Central European PMIs shrug off Eurozone weakness

By bne IntelliNews February 2, 2015

bne IntelliNews -


Purchasing manager indices (PMI) for January, released on February 2, suggest Central Europe's vital manufacturing sectors continue to show resilience in the face of the sluggish Eurozone economy and pressures arising from the Russia-Ukraine conflict.

Poland led the upswing, with its PMI reading, compiled by Markit and HSBC, swelling to 55.2 - it's strongest since February 2014. The growth of production, new orders and exports all accelerated. The month-on-month increase over December's reading of 52.8 was the largest in three years.

Czech manufacturers received a boost from stronger demand and falling input prices to push the PMI reading to 56.1 from December's 17-month low of 53.3, HSBC notes. The month-on-month increase was the largest since August 2009.

The Hungarian indicator, compiled locally and somewhat erratic, is seen as a less reliable guide to future industrial production data. However, it followed the regional trend as it rose to 54.2 from 50.9 the previous month. However, while January's output increase was strong, new orders saw only a small gain.

Matching mid-term forecasts, domestic demand is taking over as the primary force supporting manufacturing in the region. However, the recent pressure on regional currencies probably continues to help exporters - which make up the bulk of economic activity, especially in the Czech Republic and Hungary - as they battle tough external conditions. 

That pair's PMI readings over recent months have remained mostly buoyant, despite the pressures.
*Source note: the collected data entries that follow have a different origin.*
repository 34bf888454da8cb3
pub mod api_utils;
pub mod components;
pub mod config;
pub mod export;
pub mod format;
pub mod icons;
pub mod modal;
pub mod pdf;
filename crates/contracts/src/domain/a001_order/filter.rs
//! Status filter and free-text search over an order collection.
//!
//! Everything here is a pure derivation: the input collection is never
//! modified and the output keeps the input order.

use super::aggregate::{Order, OrderStatus};
use serde::{Deserialize, Serialize};

/// Status selector of the dashboard stat cards
#[derive(Debug, Clone, Copy, PartialEq, Eq, Hash, Default, Serialize, Deserialize)]
#[serde(rename_all = "lowercase")]
pub enum StatusFilter {
    #[default]
    All,
    Pending,
    Completed,
    Cancelled,
}

impl StatusFilter {
    pub fn as_str(&self) -> &'static str {
        match self {
            StatusFilter::All => "all",
            StatusFilter::Pending => "pending",
            StatusFilter::Completed => "completed",
            StatusFilter::Cancelled => "cancelled",
        }
    }

    pub fn label(&self) -> &'static str {
        match self {
            StatusFilter::All => "Total Orders",
            StatusFilter::Pending => "Pending",
            StatusFilter::Completed => "Completed",
            StatusFilter::Cancelled => "Cancelled",
        }
    }

    /// Unknown values select everything
    pub fn parse(s: &str) -> Self {
        match s {
            "pending" => StatusFilter::Pending,
            "completed" => StatusFilter::Completed,
            "cancelled" => StatusFilter::Cancelled,
            _ => StatusFilter::All,
        }
    }

    pub fn status(&self) -> Option<OrderStatus> {
        match self {
            StatusFilter::All => None,
            StatusFilter::Pending => Some(OrderStatus::Pending),
            StatusFilter::Completed => Some(OrderStatus::Completed),
            StatusFilter::Cancelled => Some(OrderStatus::Cancelled),
        }
    }

    pub fn matches(&self, status: OrderStatus) -> bool {
        self.status().map_or(true, |s| s == status)
    }
}

impl From<OrderStatus> for StatusFilter {
    fn from(status: OrderStatus) -> Self {
        match status {
            OrderStatus::Pending => StatusFilter::Pending,
            OrderStatus::Completed => StatusFilter::Completed,
            OrderStatus::Cancelled => StatusFilter::Cancelled,
        }
    }
}

/// Filter + search input of the order list
#[derive(Debug, Clone, Default, PartialEq, Eq)]
pub struct OrderQuery {
    pub status: StatusFilter,
    pub search: String,
}

impl OrderQuery {
    pub fn new(status: StatusFilter, search: impl Into<String>) -> Self {
        Self {
            status,
            search: search.into(),
        }
    }

    /// Name and address match case-insensitively, phone1 verbatim.
    /// An empty query matches every order.
    pub fn matches_search(&self, order: &Order) -> bool {
        if self.search.is_empty() {
            return true;
        }
        let needle = self.search.to_lowercase();
        order.name.to_lowercase().contains(&needle)
            || order.phone1.contains(self.search.as_str())
            || order.address.to_lowercase().contains(&needle)
    }

    pub fn matches(&self, order: &Order) -> bool {
        self.status.matches(order.status) && self.matches_search(order)
    }

    /// Visible subset of `orders`, relative order preserved
    pub fn apply(&self, orders: &[Order]) -> Vec<Order> {
        orders.iter().filter(|o| self.matches(o)).cloned().collect()
    }
}

/// Convenience wrapper over [`OrderQuery::apply`]
pub fn filter_orders(orders: &[Order], status: StatusFilter, search: &str) -> Vec<Order> {
    OrderQuery::new(status, search).apply(orders)
}

/// Per-status counters shown on the dashboard cards
#[derive(Debug, Clone, Copy, Default, PartialEq, Eq, Serialize, Deserialize)]
pub struct StatusCounts {
    pub total: usize,
    pub pending: usize,
    pub completed: usize,
    pub cancelled: usize,
}

impl StatusCounts {
    pub fn from_orders(orders: &[Order]) -> Self {
        orders.iter().fold(Self::default(), |mut acc, order| {
            acc.total += 1;
            match order.status {
                OrderStatus::Pending => acc.pending += 1,
                OrderStatus::Completed => acc.completed += 1,
                OrderStatus::Cancelled => acc.cancelled += 1,
            }
            acc
        })
    }

    pub fn get(&self, filter: StatusFilter) -> usize {
        match filter {
            StatusFilter::All => self.total,
            StatusFilter::Pending => self.pending,
            StatusFilter::Completed => self.completed,
            StatusFilter::Cancelled => self.cancelled,
        }
    }
}

#[cfg(test)]
mod tests {
    use super::*;
    use crate::domain::a001_order::aggregate::CartItem;
    use serde_json::Map;

    fn order(id: &str, name: &str, phone1: &str, address: &str, status: OrderStatus) -> Order {
        Order {
            object_id: Some(id.to_string()),
            id: None,
            name: name.to_string(),
            phone1: phone1.to_string(),
            phone2: None,
            address: address.to_string(),
            status,
            total_amount: Some(10.0),
            cart_items: vec![CartItem::new("Tee", 1, 10.0)],
            extra: Map::new(),
        }
    }

    fn sample() -> Vec<Order> {
        vec![
            order("1", "Nimal Silva", "0771234567", "5 Temple Rd, Kandy", OrderStatus::Pending),
            order("2", "Kasun Perera", "0779999999", "8 Beach Way, Galle", OrderStatus::Completed),
            order("3", "Amara Fernando", "0712223334", "1 Hill St, Ella", OrderStatus::Cancelled),
            order("4", "Dilani Jay", "0765554443", "77 Main St, Colombo", OrderStatus::Pending),
        ]
    }

    fn ids(orders: &[Order]) -> Vec<&str> {
        orders.iter().filter_map(|o| o.identifier()).collect()
    }

    #[test]
    fn test_all_with_empty_query_returns_everything() {
        let orders = sample();
        assert_eq!(filter_orders(&orders, StatusFilter::All, ""), orders);
    }

    #[test]
    fn test_status_filter_keeps_relative_order() {
        let orders = sample();
        let pending = filter_orders(&orders, StatusFilter::Pending, "");
        assert_eq!(ids(&pending), vec!["1", "4"]);
    }

    #[test]
    fn test_status_without_matches_is_empty() {
        let orders: Vec<Order> = sample()
            .into_iter()
            .filter(|o| o.status != OrderStatus::Cancelled)
            .collect();
        assert!(filter_orders(&orders, StatusFilter::Cancelled, "").is_empty());
    }

    #[test]
    fn test_phone_search() {
        let orders = sample();
        let found = filter_orders(&orders, StatusFilter::All, "123");
        assert_eq!(ids(&found), vec!["1"]);
    }

    #[test]
    fn test_name_and_address_are_case_insensitive() {
        let orders = sample();
        assert_eq!(ids(&filter_orders(&orders, StatusFilter::All, "PERERA")), vec!["2"]);
        assert_eq!(ids(&filter_orders(&orders, StatusFilter::All, "colombo")), vec!["4"]);
    }

    #[test]
    fn test_phone_is_case_sensitive() {
        let mut orders = sample();
        orders[0].phone1 = "EXT-1".to_string();
        assert_eq!(ids(&filter_orders(&orders, StatusFilter::All, "EXT")), vec!["1"]);
        assert!(filter_orders(&orders, StatusFilter::All, "ext").is_empty());
    }

    #[test]
    fn test_filter_and_search_are_conjunctive() {
        let orders = sample();
        assert_eq!(ids(&filter_orders(&orders, StatusFilter::Pending, "St")), vec!["4"]);
        assert!(filter_orders(&orders, StatusFilter::Completed, "Kandy").is_empty());
    }

    #[test]
    fn test_result_is_subset_in_order() {
        let orders = sample();
        for filter in [
            StatusFilter::All,
            StatusFilter::Pending,
            StatusFilter::Completed,
            StatusFilter::Cancelled,
        ] {
            for q in ["", "a", "07", "Rd", "zzz"] {
                let found = filter_orders(&orders, filter, q);
                let mut cursor = orders.iter();
                for o in &found {
                    assert!(cursor.any(|candidate| candidate == o));
                }
            }
        }
    }

    #[test]
    fn test_counts() {
        let counts = StatusCounts::from_orders(&sample());
        assert_eq!(
            counts,
            StatusCounts {
                total: 4,
                pending: 2,
                completed: 1,
                cancelled: 1
            }
        );
        assert_eq!(counts.get(StatusFilter::All), 4);
    }

    #[test]
    fn test_parse_filter() {
        assert_eq!(StatusFilter::parse("completed"), StatusFilter::Completed);
        assert_eq!(StatusFilter::parse("whatever"), StatusFilter::All);
        assert!(StatusFilter::All.matches(OrderStatus::Cancelled));
        assert!(!StatusFilter::Pending.matches(OrderStatus::Completed));
    }
}
use crate::domain::a002_product::api::fetch_new_products;
use crate::shared::config::config;
use crate::shared::format::format_money;
use crate::shared::icons::icon;
use contracts::domain::a002_product::aggregate::{featured, Product};
use leptos::prelude::*;
use wasm_bindgen_futures::spawn_local;

#[component]
fn ProductCard(product: Product) -> impl IntoView {
    let image = product.primary_image().unwrap_or_default().to_string();
    view! {
        <div class="product-card">
            <div class="product-card__image">
                <img src=image alt=product.name.clone() loading="lazy" />
                <div class="product-card__overlay">
                    <button class="button button--icon" aria-label="Add to cart">{icon("cart")}</button>
                </div>
            </div>
            <div class="product-card__body">
                <h3 class="product-card__name">{product.name.clone()}</h3>
                <p class="product-card__description">{product.description.clone()}</p>
                <span class="product-card__price">{format_money(product.price)}</span>
            </div>
        </div>
    }
}

/// Newest products; the built-in list stands in while loading or after a failure
#[component]
pub fn FeaturedProducts() -> impl IntoView {
    let fetched = RwSignal::new(None::<Vec<Product>>);

    Effect::new(move |_| {
        spawn_local(async move {
            match fetch_new_products().await {
                Ok(items) => {
                    let _ = fetched.try_set(Some(items));
                }
                Err(e) => log::error!("Error fetching featured products: {}", e),
            }
        });
    });

    let products = move || {
        fetched.with(|items| featured(items.as_deref(), config().ui.featured_count))
    };

    view! {
        <section class="home-section featured">
            <div class="home-section__heading">
                <h2>"Featured Collection"</h2>
                <div class="home-section__rule"></div>
            </div>
            <div class="featured__grid">
                <For
                    each=products
                    key=|product| product.id.clone()
                    children=|product| view! { <ProductCard product=product /> }
                />
            </div>
        </section>
    }
}
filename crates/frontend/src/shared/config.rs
use once_cell::sync::Lazy;
use serde::Deserialize;

#[derive(Debug, Deserialize, Clone)]
pub struct Config {
    pub api: ApiConfig,
    pub ui: UiConfig,
}

#[derive(Debug, Deserialize, Clone)]
pub struct ApiConfig {
    pub base_url: String,
}

#[derive(Debug, Deserialize, Clone)]
pub struct UiConfig {
    pub toast_timeout_ms: u32,
    pub gallery_interval_ms: u32,
    pub featured_count: usize,
}

/// Default configuration embedded in the bundle
const DEFAULT_CONFIG: &str = r#"
[api]
base_url = "http://localhost:5000"

[ui]
toast_timeout_ms = 3000
gallery_interval_ms = 6000
featured_count = 3
"#;

static CONFIG: Lazy<Config> = Lazy::new(|| match load_config() {
    Ok(config) => config,
    Err(e) => {
        log::warn!("Invalid embedded configuration, using built-in values: {}", e);
        fallback_config()
    }
});

/// Process-wide configuration, loaded on first access
pub fn config() -> &'static Config {
    &CONFIG
}

/// Load configuration
///
/// Order:
/// 1. Embedded defaults
/// 2. `STOREFRONT_API_BASE` captured at build time overrides `api.base_url`
pub fn load_config() -> anyhow::Result<Config> {
    load_from_str(DEFAULT_CONFIG, option_env!("STOREFRONT_API_BASE"))
}

fn load_from_str(contents: &str, api_base_override: Option<&str>) -> anyhow::Result<Config> {
    let mut config: Config = toml::from_str(contents)?;
    if let Some(base) = api_base_override.filter(|b| !b.trim().is_empty()) {
        log::info!("API base overridden at build time: {}", base);
        config.api.base_url = base.trim().to_string();
    }
    if config.api.base_url.trim().is_empty() {
        anyhow::bail!("api.base_url must not be empty");
    }
    Ok(config)
}

fn fallback_config() -> Config {
    Config {
        api: ApiConfig {
            base_url: "http://localhost:5000".to_string(),
        },
        ui: UiConfig {
            toast_timeout_ms: 3000,
            gallery_interval_ms: 6000,
            featured_count: 3,
        },
    }
}

#[cfg(test)]
mod tests {
    use super::*;

    #[test]
    fn test_default_config_loads() {
        let config = load_from_str(DEFAULT_CONFIG, None).unwrap();
        assert_eq!(config.api.base_url, "http://localhost:5000");
        assert_eq!(config.ui.toast_timeout_ms, 3000);
        assert_eq!(config.ui.gallery_interval_ms, 6000);
        assert_eq!(config.ui.featured_count, 3);
    }

    #[test]
    fn test_override_replaces_base_url() {
        let config = load_from_str(DEFAULT_CONFIG, Some("https://shop.example.com ")).unwrap();
        assert_eq!(config.api.base_url, "https://shop.example.com");
    }

    #[test]
    fn test_blank_override_is_ignored() {
        let config = load_from_str(DEFAULT_CONFIG, Some("  ")).unwrap();
        assert_eq!(config.api.base_url, "http://localhost:5000");
    }

    #[test]
    fn test_empty_base_url_is_rejected() {
        let broken = DEFAULT_CONFIG.replace("http://localhost:5000", "");
        assert!(load_from_str(&broken, None).is_err());
    }
}
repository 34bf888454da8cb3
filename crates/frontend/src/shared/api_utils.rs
//! API utilities for frontend-backend communication
//!
//! Provides helper functions for constructing API URLs.

use crate::shared::config::config;

/// Get the base URL for API requests
///
/// # Returns
/// - Configured base URL without a trailing slash, e.g. "http://localhost:5000"
pub fn api_base() -> String {
    config().api.base_url.trim_end_matches('/').to_string()
}

/// Build a full API URL from a path
///
/// # Arguments
/// * `path` - The API path (should start with "/api/")
///
/// # Example
/// ```rust,ignore
/// let url = api_url("/api/orders");
/// ```
pub fn api_url(path: &str) -> String {
    join_url(&api_base(), path)
}

/// Join a base URL and an absolute path without doubling the slash
pub fn join_url(base: &str, path: &str) -> String {
    let base = base.trim_end_matches('/');
    if path.starts_with('/') {
        format!("{}{}", base, path)
    } else {
        format!("{}/{}", base, path)
    }
}

#[cfg(test)]
mod tests {
    use super::*;

    #[test]
    fn test_join_url() {
        assert_eq!(
            join_url("http://localhost:5000/", "/api/orders"),
            "http://localhost:5000/api/orders"
        );
        assert_eq!(
            join_url("http://localhost:5000", "api/orders"),
            "http://localhost:5000/api/orders"
        );
    }
}
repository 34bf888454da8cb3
//! Display formatting for amounts and dates

use chrono::{Datelike, NaiveDate};

/// Two-decimal amount without currency sign. Halves round away from zero,
/// so `0.125` shows as `0.13`.
///
/// # Examples
/// ```
/// use frontend::shared::format::format_amount;
/// assert_eq!(format_amount(12.5), "12.50");
/// ```
pub fn format_amount(value: f64) -> String {
    // `{:.2}` alone rounds exact ties to even
    let cents = (value * 100.0).round() / 100.0;
    format!("{:.2}", cents)
}

/// Dollar amount with two decimals, no thousands separator ("$1234.50")
///
/// # Examples
/// ```
/// use frontend::shared::format::format_money;
/// assert_eq!(format_money(1234.5), "$1234.50");
/// ```
pub fn format_money(value: f64) -> String {
    format!("${}", format_amount(value))
}

/// Optional amount; absent renders as "$0.00"
pub fn format_money_opt(value: Option<f64>) -> String {
    format_money(value.unwrap_or(0.0))
}

/// Short US date as shown to operators, e.g. "3/7/2025"
pub fn format_date_us(date: NaiveDate) -> String {
    format!("{}/{}/{}", date.month(), date.day(), date.year())
}
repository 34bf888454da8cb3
pub mod app;
pub mod domain;
pub mod layout;
pub mod pages;
pub mod routes;
pub mod shared;

use wasm_bindgen::prelude::wasm_bindgen;

#[wasm_bindgen]
pub fn hydrate() {
    // initializes logging using the `log` crate
    _ = console_log::init_with_level(log::Level::Debug);
    console_error_panic_hook::set_once();

    log::info!("Storefront API at {}", shared::api_utils::api_base());
    leptos::mount::mount_to_body(app::App);
}

#[wasm_bindgen(start)]
pub fn start() {
    hydrate();
}
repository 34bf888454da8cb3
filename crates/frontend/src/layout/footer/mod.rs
pub mod footer;

pub use footer::Footer;
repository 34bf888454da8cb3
pub mod aggregate;
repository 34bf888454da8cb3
use crate::domain::a001_order::ui::list::OrderManage;
use crate::layout::Shell;
use crate::pages::home::HomePage;
use leptos::prelude::*;
use leptos_router::components::{Route, Router, Routes};
use leptos_router::path;

#[component]
fn NotFound() -> impl IntoView {
    view! {
        <div class="empty-state">"Page not found"</div>
    }
}

#[component]
pub fn AppRoutes() -> impl IntoView {
    view! {
        <Router>
            <Shell>
                <Routes fallback=|| view! { <NotFound /> }>
                    <Route path=path!("/") view=HomePage />
                    <Route path=path!("/admin/orders") view=OrderManage />
                </Routes>
            </Shell>
        </Router>
    }
}
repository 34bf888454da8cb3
use super::view_model::OrderDetailsViewModel;
use crate::domain::a001_order::editor::EditorPhase;
use crate::shared::format::{format_money, format_money_opt};
use crate::shared::icons::icon;
use crate::shared::modal::Modal;
use contracts::domain::a001_order::aggregate::{Order, OrderStatus};
use leptos::prelude::*;

fn status_badge(status: OrderStatus) -> impl IntoView {
    let class = format!("status-badge status-badge--{}", status.as_str());
    view! { <span class=class>{status.label()}</span> }
}

fn items_table(order: &Order) -> impl IntoView {
    let rows = order
        .cart_items
        .iter()
        .map(|item| {
            view! {
                <tr>
                    <td>{item.product_name.clone()}</td>
                    <td>{item.color_or_na().to_string()}</td>
                    <td class="text-right">{item.quantity}</td>
                    <td class="text-right">{format_money(item.price)}</td>
                    <td class="text-right">{format_money(item.line_total())}</td>
                </tr>
            }
        })
        .collect::<Vec<_>>();

    view! {
        <table class="table__data table--striped order-items">
            <thead>
                <tr>
                    <th>"Product"</th>
                    <th>"Color"</th>
                    <th class="text-right">"Qty"</th>
                    <th class="text-right">"Price"</th>
                    <th class="text-right">"Total"</th>
                </tr>
            </thead>
            <tbody>{rows}</tbody>
            <tfoot>
                <tr>
                    <td colspan="4" class="text-right">"Order Total"</td>
                    <td class="text-right">{format_money_opt(order.total_amount)}</td>
                </tr>
            </tfoot>
        </table>
    }
}

fn read_only(order: Order) -> impl IntoView {
    view! {
        <div class="detail-grid">
            <div class="detail-grid__label">"Order ID"</div>
            <div>{order.identifier().unwrap_or("N/A").to_string()}</div>
            <div class="detail-grid__label">"Customer"</div>
            <div>{order.name.clone()}</div>
            <div class="detail-grid__label">"Primary Phone"</div>
            <div>{order.phone1.clone()}</div>
            <div class="detail-grid__label">"Secondary Phone"</div>
            <div>{order.phone2_or_na().to_string()}</div>
            <div class="detail-grid__label">"Address"</div>
            <div>{order.address.clone()}</div>
            <div class="detail-grid__label">"Status"</div>
            <div>{status_badge(order.status)}</div>
        </div>
        {items_table(&order)}
    }
}

#[component]
fn TextField(
    label: &'static str,
    id: &'static str,
    #[prop(into)] value: Signal<String>,
    on_input: Callback<String>,
    #[prop(into)] disabled: Signal<bool>,
) -> impl IntoView {
    view! {
        <div class="form__group">
            <label class="form__label" for=id>{label}</label>
            <input
                class="form__input"
                type="text"
                id=id
                prop:value=move || value.get()
                prop:disabled=move || disabled.get()
                on:input=move |ev| on_input.run(event_target_value(&ev))
            />
        </div>
    }
}

fn edit_form(vm: OrderDetailsViewModel) -> impl IntoView {
    let field = move |read: fn(&Order) -> String| {
        Signal::derive(move || vm.draft().as_ref().map(read).unwrap_or_default())
    };
    let saving = Signal::derive(move || vm.is_saving());

    view! {
        <div class="detail-form">
            <TextField
                label="Customer Name"
                id="order-name"
                value=field(|o| o.name.clone())
                on_input=Callback::new(move |v| vm.edit(|e| e.set_name(v)))
                disabled=saving
            />
            <TextField
                label="Primary Phone"
                id="order-phone1"
                value=field(|o| o.phone1.clone())
                on_input=Callback::new(move |v| vm.edit(|e| e.set_phone1(v)))
                disabled=saving
            />
            <TextField
                label="Secondary Phone"
                id="order-phone2"
                value=field(|o| o.phone2.clone().unwrap_or_default())
                on_input=Callback::new(move |v| vm.edit(|e| e.set_phone2(v)))
                disabled=saving
            />
            <TextField
                label="Address"
                id="order-address"
                value=field(|o| o.address.clone())
                on_input=Callback::new(move |v| vm.edit(|e| e.set_address(v)))
                disabled=saving
            />
            <div class="form__group">
                <label class="form__label" for="order-status">"Status"</label>
                <select
                    class="form__select"
                    id="order-status"
                    prop:value=move || vm.draft().map(|o| o.status.as_str()).unwrap_or_default()
                    prop:disabled=move || saving.get()
                    on:change=move |ev| {
                        if let Some(status) = OrderStatus::from_str_opt(&event_target_value(&ev)) {
                            vm.edit(|e| e.set_status(status));
                        }
                    }
                >
                    {OrderStatus::ALL
                        .iter()
                        .map(|s| view! { <option value=s.as_str()>{s.label()}</option> })
                        .collect::<Vec<_>>()}
                </select>
            </div>
        </div>
        {move || vm.draft().map(|order| items_table(&order))}
    }
}

#[component]
pub fn OrderDetails(vm: OrderDetailsViewModel) -> impl IntoView {
    let title = Signal::derive(move || match vm.phase() {
        EditorPhase::Editing | EditorPhase::Saving => "Edit Order".to_string(),
        _ => "Order Details".to_string(),
    });

    let actions: ChildrenFn = std::sync::Arc::new(move || {
        view! {
            {move || {
                if vm.is_editing() {
                    view! {
                        <button
                            class="button button--secondary"
                            prop:disabled=move || vm.is_saving()
                            on:click=move |_| vm.cancel_edit()
                        >
                            "Cancel"
                        </button>
                        <button
                            class="button button--primary"
                            prop:disabled=move || vm.is_saving()
                            on:click=move |_| vm.save_command()
                        >
                            {icon("save")}
                            {move || if vm.is_saving() { " Saving..." } else { " Save" }}
                        </button>
                    }
                    .into_any()
                } else {
                    view! {
                        <button class="button button--secondary" on:click=move |_| vm.download_report_command()>
                            {icon("download")}
                            " Report"
                        </button>
                        <button class="button button--primary" on:click=move |_| vm.begin_edit()>
                            {icon("edit")}
                            " Edit"
                        </button>
                    }
                    .into_any()
                }
            }}
        }
        .into_any()
    });

    view! {
        <Show when=move || vm.is_open()>
            {
                let actions = actions.clone();
                move || {
                    view! {
                        <Modal
                            title=title
                            on_close=Callback::new(move |_| vm.close())
                            locked=Signal::derive(move || vm.is_saving())
                            action_buttons=actions.clone()
                        >
                            {move || {
                                if vm.is_editing() {
                                    edit_form(vm).into_any()
                                } else {
                                    vm.draft().map(read_only).into_any()
                                }
                            }}
                        </Modal>
                    }
                }
            }
        </Show>
    }
}
use crate::shared::icons::icon;
use leptos::prelude::*;

/// Visual tone of a counter card
#[derive(Clone, Copy, Debug, PartialEq, Eq)]
pub enum CardTone {
    Neutral,
    Warning,
    Success,
    Error,
}

impl CardTone {
    fn css_class(&self) -> &'static str {
        match self {
            CardTone::Neutral => "stat-card",
            CardTone::Warning => "stat-card stat-card--warning",
            CardTone::Success => "stat-card stat-card--success",
            CardTone::Error => "stat-card stat-card--error",
        }
    }
}

#[component]
pub fn StatCard(
    /// Label displayed above the value
    label: String,
    /// Icon name from the icon() helper
    icon_name: String,
    #[prop(into)]
    value: Signal<usize>,
    tone: CardTone,
    /// Highlighted when the card's filter is the active one
    #[prop(into)]
    active: Signal<bool>,
    on_click: Callback<()>,
) -> impl IntoView {
    let class = move || {
        if active.get() {
            format!("{} stat-card--active", tone.css_class())
        } else {
            tone.css_class().to_string()
        }
    };

    view! {
        <button class=class on:click=move |_| on_click.run(())>
            <div class="stat-card__icon">
                {icon(&icon_name)}
            </div>
            <div class="stat-card__content">
                <div class="stat-card__label">{label}</div>
                <div class="stat-card__value">{move || value.get()}</div>
            </div>
        </button>
    }
}
//! Browser-side file download for generated documents
use wasm_bindgen::JsCast;
use web_sys::{Blob, BlobPropertyBag, HtmlAnchorElement, Url};

pub const PDF_MIME: &str = "application/pdf";

/// Hands `bytes` to the browser as a download named `filename`
pub fn download_bytes(bytes: &[u8], mime: &str, filename: &str) -> Result<(), String> {
    if bytes.is_empty() {
        return Err("Nothing to download".to_string());
    }
    let blob = create_blob(bytes, mime)?;
    download_blob(&blob, filename)
}

/// Creates a Blob from raw bytes
fn create_blob(bytes: &[u8], mime: &str) -> Result<Blob, String> {
    let data = js_sys::Uint8Array::from(bytes);
    let array = js_sys::Array::new();
    array.push(&data);

    let properties = BlobPropertyBag::new();
    properties.set_type(mime);

    Blob::new_with_buffer_source_sequence_and_options(&array, &properties)
        .map_err(|e| format!("Failed to create blob: {:?}", e))
}

/// Triggers the download through a temporary anchor
fn download_blob(blob: &Blob, filename: &str) -> Result<(), String> {
    let window = web_sys::window().ok_or("No window object")?;
    let document = window.document().ok_or("No document object")?;

    let url = Url::create_object_url_with_blob(blob)
        .map_err(|e| format!("Failed to create object URL: {:?}", e))?;

    let anchor = document
        .create_element("a")
        .map_err(|e| format!("Failed to create anchor: {:?}", e))?
        .dyn_into::<HtmlAnchorElement>()
        .map_err(|e| format!("Failed to cast to anchor: {:?}", e))?;

    anchor.set_href(&url);
    anchor.set_download(filename);
    anchor
        .style()
        .set_property("display", "none")
        .map_err(|e| format!("Failed to set style: {:?}", e))?;

    let body = document.body().ok_or("No body element")?;
    body.append_child(&anchor)
        .map_err(|e| format!("Failed to append anchor: {:?}", e))?;

    anchor.click();

    body.remove_child(&anchor)
        .map_err(|e| format!("Failed to remove anchor: {:?}", e))?;

    Url::revoke_object_url(&url).map_err(|e| format!("Failed to revoke URL: {:?}", e))?;

    Ok(())
}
Poland, on the other hand looks to be recovering from a dip that began in the summer.

"A sharp surge in the Polish index, which hit the highest level since February last year, will likely have the strongest market impact, suggest analysts at KBC. They also point out that the reading "was broad-based and went hand-in-hand with improving situation on the labour market". New export orders rose for the third successive month.

Reaching for the bazooka

"These data contradict the more downbeat tone of the EC's Economic Sentiment Indicators published last week," notes William Jackson at Capital Economics. "But for what it's worth, January's PMI readings point to industrial production growth in Central Europe of around 8% y/y over the coming months, up from 3% y/y in November." 

The boost in the outlook for the region comes despite virtual stagnation in Germany, the driver of a significant chunk of demand for exports, which dropped to 50.9. Although still above the 50-point threshold denoting expansion, the indicator continues to fall in Europe's largest economy, with a poor employment picture and marginal new orders growth.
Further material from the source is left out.